> [WHAT TO WORK ON]:
Search term "elapsed": please show all lines in the listing that contain it.

> [MATERIAL FOR THIS TASK]:
use crate::layout::viewport::Viewport;
use crate::timeline::clock::TimelineClock;

/// Normalized controller axes supplied by the input collaborator, nominally in `[-1, 1]`.
#[derive(Clone, Copy, Debug, Default, PartialEq, serde::Serialize, serde::Deserialize)]
pub struct InputAxes {
    /// Device tilt around the vertical axis.
    #[serde(default)]
    pub horizontal_tilt: f64,
    /// Device tilt around the horizontal axis.
    #[serde(default)]
    pub vertical_tilt: f64,
}

impl InputAxes {
    /// Build an [`InputAxes`] value.
    pub fn new(horizontal_tilt: f64, vertical_tilt: f64) -> Self {
        Self {
            horizontal_tilt,
            vertical_tilt,
        }
    }
}

/// Everything an entity reads during one tick.
///
/// The clock is borrowed immutably so every entity in a tick sees one snapshot.
#[derive(Clone, Copy, Debug)]
pub struct TickContext<'a> {
    /// Timeline snapshot for this tick.
    pub clock: &'a TimelineClock,
    /// Renderer screen configuration; `None` while the renderer is unavailable.
    pub viewport: Option<&'a Viewport>,
    /// Controller axes.
    pub axes: InputAxes,
    /// Seconds since the previous tick.
    pub dt: f64,
}

impl<'a> TickContext<'a> {
    /// Context with no renderer, neutral axes and zero elapsed time.
    pub fn new(clock: &'a TimelineClock) -> Self {
        Self {
            clock,
            viewport: None,
            axes: InputAxes::default(),
            dt: 0.0,
        }
    }

    /// Attach a viewport.
    pub fn with_viewport(mut self, viewport: &'a Viewport) -> Self {
        self.viewport = Some(viewport);
        self
    }

    /// Set controller axes.
    pub fn with_axes(mut self, axes: InputAxes) -> Self {
        self.axes = axes;
        self
    }

    /// Set the elapsed time.
    pub fn with_dt(mut self, dt: f64) -> Self {
        self.dt = dt;
        self
    }
}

> [EXPECTED ANSWER]:
    /// Context with no renderer, neutral axes and zero elapsed time.
    /// Set the elapsed time.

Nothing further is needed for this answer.